The power of “not yet” has been shown to aid students in progress and effort rather than assigning a big, ugly ‘F’ to their work if it doesn’t meet standards. The same can be said about who I am as a teacher-writer. I have often struggled with new areas and genres of writing because I know that what I start with isn’t my best work and it often doesn’t receive the grades I hold myself to. That’s the problem—I’m trying to get an ‘A’ rather than attempting to open my mind and understand that what I do won’t be perfect the first time. I find myself often attempting to master a genre overnight, and when I can’t, I feel myself shutting down.
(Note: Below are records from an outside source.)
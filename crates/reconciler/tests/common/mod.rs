//! Shared fixtures for reconciler integration tests.

#![allow(dead_code)]

use std::sync::Arc;

use converge_core::{MANAGED_ANNOTATION, Resource, ResourceKey, Value, from_json_str};
use converge_reconciler::{
    ClusterClient, InMemoryCluster, MemorySink, ReconcileSink, Reconciler, ReconcilerConfig,
    ResourceCollection,
};

/// Parse a JSON document into a resource.
pub fn resource(json: &str) -> anyhow::Result<Resource> {
    Ok(Resource::from_value(from_json_str(json)?)?)
}

pub fn configmap(namespace: &str, name: &str, value: &str) -> Resource {
    let data: Value = [("value".to_string(), Value::from(value))]
        .into_iter()
        .collect();
    Resource::new(ResourceKey::namespaced("v1", "ConfigMap", namespace, name))
        .with_field("data", data)
}

pub fn configmap_key(namespace: &str, name: &str) -> ResourceKey {
    ResourceKey::namespaced("v1", "ConfigMap", namespace, name)
}

pub fn prometheus(field: &str, value: &str) -> Resource {
    let spec: Value = [(field.to_string(), Value::from(value))].into_iter().collect();
    Resource::new(prometheus_key()).with_field("spec", spec)
}

pub fn prometheus_key() -> ResourceKey {
    ResourceKey::namespaced("monitoring.coreos.com/v1", "Prometheus", "monitoring", "k8s")
}

/// The same resource as it looks after an earlier pass created it.
pub fn owned(resource: Resource) -> Resource {
    resource.with_annotation(MANAGED_ANNOTATION, "owned")
}

pub fn collection(resources: impl IntoIterator<Item = Resource>) -> anyhow::Result<ResourceCollection> {
    let mut collection = ResourceCollection::new();
    for resource in resources {
        collection.add(resource)?;
    }
    Ok(collection)
}

/// Millisecond backoff without jitter, so retry tests stay fast.
pub fn fast_config() -> ReconcilerConfig {
    ReconcilerConfig::default().backoff(1, 5).jitter(false)
}

pub struct Harness {
    pub cluster: Arc<InMemoryCluster>,
    pub sink: Arc<MemorySink>,
    pub reconciler: Reconciler,
}

impl Harness {
    pub fn new(config: ReconcilerConfig) -> anyhow::Result<Self> {
        Self::with_cluster(InMemoryCluster::new(), config)
    }

    pub fn with_cluster(cluster: InMemoryCluster, config: ReconcilerConfig) -> anyhow::Result<Self> {
        let cluster = Arc::new(cluster);
        let sink = Arc::new(MemorySink::new());
        let reconciler = Reconciler::builder()
            .with_client(Arc::clone(&cluster) as Arc<dyn ClusterClient>)
            .with_sink(Arc::clone(&sink) as Arc<dyn ReconcileSink>)
            .with_config(config)
            .build()?;
        Ok(Self {
            cluster,
            sink,
            reconciler,
        })
    }
}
The terms “growth mindset” and “fixed mindset” are deeply rooted in my history as a writer as well. In the writing I do outside of an academic setting, much of it is similar, generally in style and genre, instead of new and challenging. It is my fixed mindset that keeps me within these constraints, as I rarely go outside of my comfort zone in the fear and frustration that I may fail. Unless I am pushed by a class to embrace something new, I remain in my comfortable bubble of what is familiar to me and what I am able to do well. Even when I am pushed into something new, I often forget to take on a growth mindset and I find myself frustrated and struggling to improve myself. It is my focus on the grade that holds me back from the potential to grow and prove to myself that I can embrace something that was once foreign to me.
However, as important as it is to encourage children to grow and understand that it is okay to be in a place that hasn’t fully encapsulated what is necessary to pass, I don’t think that we should be completely throwing grades and scores into the wind. Yes, we must encourage students to embrace a problem and understand that what we do isn’t always going to come to us naturally at first, but grades do matter. It is our way of assessing a students progress and ultimately, assessment matters.
Overall, it is important to balance encouragement with assessment, and understanding how intertwined they really are.